Esa danza, imaginada, porque en el Liceu no alcancé a verla, esa consumación del crimen en un baile siniestro podría servir de argumento para demostrar que el arte puede trascender a la brutalidad. Una riqueza expresiva en papel pautado que en mi opinión no volvería a alcanzar nunca el compositor. Luego vendrían grandes éxitos, pero Elektra significa para Richard Strauss una cima irrepetible.

Y lo que son las cosas, nosotros tenemos nuestra Electra. En los pueblos aún se conservan algunas ancianas que se llaman Electra, muy mayores obviamente. En el exilio aún más. Y es que el 31 de enero de 1901 don Benito Pérez Galdós estrenó en Madrid, Electra.
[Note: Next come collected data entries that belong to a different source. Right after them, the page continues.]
#[cfg(test)]
mod tests {
    use super::*;
    use crate::wait::condition::FieldCondition;
    use crate::wait::fetcher::{fetch_fn, FetchError};
    use serde_json::{json, Value};
    use std::sync::atomic::{AtomicU64, Ordering};
    use std::sync::Arc;

    fn secs(n: u64) -> Duration {
        Duration::from_secs(n)
    }

    fn assert_close(actual: Duration, expected: Duration) {
        let diff = if actual > expected {
            actual - expected
        } else {
            expected - actual
        };
        assert!(
            diff <= Duration::from_millis(10),
            "expected about {:?}, got {:?}",
            expected,
            actual
        );
    }

    fn waiter(timeout: u64, interval: u64) -> ConditionWaiter {
        ConditionWaiter::new(WaitSettings::new(secs(timeout), secs(interval)).unwrap())
    }

    #[test]
    fn test_settings_reject_zero() {
        assert!(matches!(
            WaitSettings::new(Duration::ZERO, secs(1)),
            Err(WaitError::InvalidSettings(_))
        ));
        assert!(matches!(
            WaitSettings::new(secs(1), Duration::ZERO),
            Err(WaitError::InvalidSettings(_))
        ));
        assert!(WaitSettings::new(secs(1), secs(5)).is_ok());
    }

    #[test]
    fn test_default_settings() {
        let settings = WaitSettings::default();
        assert_eq!(settings.timeout, DEFAULT_TIMEOUT);
        assert_eq!(settings.poll_interval, DEFAULT_POLL_INTERVAL);
        assert!(settings.validate().is_ok());
    }

    #[tokio::test(start_paused = true)]
    async fn test_invalid_settings_do_not_poll() {
        let calls = Arc::new(AtomicU64::new(0));
        let counter = calls.clone();
        let fetcher = fetch_fn(move |_id: String| {
            let counter = counter.clone();
            async move {
                counter.fetch_add(1, Ordering::SeqCst);
                Ok::<_, FetchError>(json!({}))
            }
        });
        let waiter = ConditionWaiter::new(WaitSettings {
            timeout: Duration::ZERO,
            poll_interval: secs(1),
        });

        let err = waiter
            .run(&fetcher, "r", &ConditionSet::empty())
            .await
            .unwrap_err();
        assert!(matches!(err, WaitError::InvalidSettings(_)));
        assert_eq!(calls.load(Ordering::SeqCst), 0);
    }

    #[tokio::test(start_paused = true)]
    async fn test_invalid_path_rejected_before_polling() {
        let fetcher = fetch_fn(|_id: String| async move { Ok::<_, FetchError>(json!({})) });
        let conditions: ConditionSet = vec![FieldCondition::new("a..b", ["x"])].into();
        let started = Instant::now();

        let err = waiter(5, 1)
            .run(&fetcher, "r", &conditions)
            .await
            .unwrap_err();
        assert!(matches!(err, WaitError::InvalidCondition { ref name, .. } if name == "a..b"));
        assert_close(started.elapsed(), Duration::ZERO);
    }

    #[tokio::test(start_paused = true)]
    async fn test_first_fetch_waits_one_interval() {
        let fetcher = fetch_fn(|_id: String| async move { Ok::<_, FetchError>(json!({})) });
        let started = Instant::now();

        let satisfied = waiter(10, 3)
            .run(&fetcher, "r", &ConditionSet::empty())
            .await
            .unwrap();
        assert_eq!(satisfied.ticks, 1);
        assert_close(satisfied.elapsed, secs(3));
        assert_close(started.elapsed(), secs(3));
    }

    #[tokio::test(start_paused = true)]
    async fn test_interval_longer_than_timeout_times_out_without_polling() {
        let fetcher = fetch_fn(|_id: String| async move { Ok::<_, FetchError>(json!({})) });

        let err = waiter(2, 5)
            .run(&fetcher, "r", &ConditionSet::empty())
            .await
            .unwrap_err();
        match err {
            WaitError::TimedOut {
                ticks,
                last_snapshot,
                last_unsatisfied,
                ..
            } => {
                assert_eq!(ticks, 0);
                assert!(last_snapshot.is_none());
                assert!(last_unsatisfied.is_none());
            }
            other => panic!("Expected TimedOut, got {:?}", other),
        }
    }

    #[tokio::test(start_paused = true)]
    async fn test_huge_interval_times_out_at_deadline() {
        let fetcher = fetch_fn(|_id: String| async move { Ok::<_, FetchError>(json!({})) });
        let settings = WaitSettings::new(secs(5), Duration::from_secs(u64::MAX)).unwrap();
        let started = Instant::now();

        let err = ConditionWaiter::new(settings)
            .run(&fetcher, "r", &ConditionSet::empty())
            .await
            .unwrap_err();
        assert!(matches!(err, WaitError::TimedOut { ticks: 0, .. }));
        assert_close(started.elapsed(), secs(5));
    }

    #[tokio::test(start_paused = true)]
    async fn test_interval_equal_to_timeout_times_out_without_polling() {
        let fetcher = fetch_fn(|_id: String| async move { Ok::<_, FetchError>(json!({})) });

        let err = waiter(3, 3)
            .run(&fetcher, "r", &ConditionSet::empty())
            .await
            .unwrap_err();
        assert!(matches!(err, WaitError::TimedOut { ticks: 0, .. }));
    }

    #[tokio::test(start_paused = true)]
    async fn test_timeout_keeps_last_snapshot() {
        let fetcher = fetch_fn(|_id: String| async move {
            Ok::<_, FetchError>(json!({"status": "pending"}))
        });
        let conditions: ConditionSet = vec![FieldCondition::new("status", ["ready"])].into();

        let err = waiter(3, 1)
            .run(&fetcher, "r", &conditions)
            .await
            .unwrap_err();
        match err {
            WaitError::TimedOut {
                ticks,
                last_snapshot,
                last_unsatisfied,
                ..
            } => {
                assert_eq!(ticks, 2);
                assert_eq!(last_snapshot, Some(json!({"status": "pending"})));
                let unsatisfied = last_unsatisfied.unwrap();
                assert_eq!(unsatisfied.observed.as_deref(), Some("pending"));
            }
            other => panic!("Expected TimedOut, got {:?}", other),
        }
    }

    #[tokio::test(start_paused = true)]
    async fn test_slow_fetch_does_not_overlap() {
        let in_flight = Arc::new(AtomicU64::new(0));
        let max_seen = Arc::new(AtomicU64::new(0));
        let (flight, max) = (in_flight.clone(), max_seen.clone());
        let fetcher = fetch_fn(move |_id: String| {
            let (flight, max) = (flight.clone(), max.clone());
            async move {
                let now = flight.fetch_add(1, Ordering::SeqCst) + 1;
                max.fetch_max(now, Ordering::SeqCst);
                tokio::time::sleep(Duration::from_millis(2500)).await;
                flight.fetch_sub(1, Ordering::SeqCst);
                Ok::<_, FetchError>(json!({"status": "pending"}))
            }
        });
        let conditions: ConditionSet = vec![FieldCondition::new("status", ["ready"])].into();

        let err = waiter(10, 1)
            .run(&fetcher, "r", &conditions)
            .await
            .unwrap_err();
        assert!(matches!(err, WaitError::TimedOut { .. }));
        assert_eq!(max_seen.load(Ordering::SeqCst), 1);
    }

    #[tokio::test(start_paused = true)]
    async fn test_in_flight_fetch_result_counts_past_deadline() {
        let fetcher = fetch_fn(|_id: String| async move {
            tokio::time::sleep(secs(3)).await;
            Ok::<_, FetchError>(json!({"status": "ready"}))
        });
        let conditions: ConditionSet = vec![FieldCondition::new("status", ["ready"])].into();

        let satisfied = waiter(2, 1).run(&fetcher, "r", &conditions).await.unwrap();
        assert_eq!(satisfied.ticks, 1);
        assert_close(satisfied.elapsed, secs(4));
    }

    #[tokio::test(start_paused = true)]
    async fn test_unserializable_resource_is_fetch_failure() {
        use std::collections::HashMap;
        // Non-string map keys cannot become JSON object keys
        let fetcher = fetch_fn(|_id: String| async move {
            let mut map: HashMap<(u8, u8), u8> = HashMap::new();
            map.insert((1, 2), 3);
            Ok::<_, FetchError>(map)
        });

        let err = waiter(5, 1)
            .run(&fetcher, "r", &ConditionSet::empty())
            .await
            .unwrap_err();
        assert!(matches!(err, WaitError::FetchFailed { tick: 1, .. }));
    }

    #[tokio::test(start_paused = true)]
    async fn test_cancelled_before_first_tick() {
        let fetcher = fetch_fn(|_id: String| async move { Ok::<_, FetchError>(Value::Null) });
        let waiter = waiter(5, 1);
        waiter.cancellation_token().cancel();

        let err = waiter
            .run(&fetcher, "r", &ConditionSet::empty())
            .await
            .unwrap_err();
        assert!(matches!(err, WaitError::Cancelled { ticks: 0, .. }));
    }
}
La obra, como pieza teatral, es deleznable, pero figura en nuestro teatro como el mayor escándalo escénico de España. La historia de la Electra galdosiana se resume en una joven que, impelida por su confesor -jesuita, naturalmente-, se ata a un convento con el fin de dejar su enorme herencia a la Iglesia. La madre y otros familiares reaccionan y ponen el asunto en los tribunales. Fue una historia real que tuvo como abogados enfrentados a dos políticos estelares, Antonio Maura por la Iglesia y Nicolás Salmerón por la familia, que exigía la libertad de la doncella. Por esas singularidades tan nuestras, sucede que es España el único lugar donde la palabra Electra fue sinónimo de libertad. Confieso que aún es el día que no entiendo por qué demonios llamó Galdós a su protagonista Electra. Algún ilustre comentarista literario sostuvo que fue por afinidad a algo tan moderno entonces como la electricidad,pero yo no me lo acabo de creer.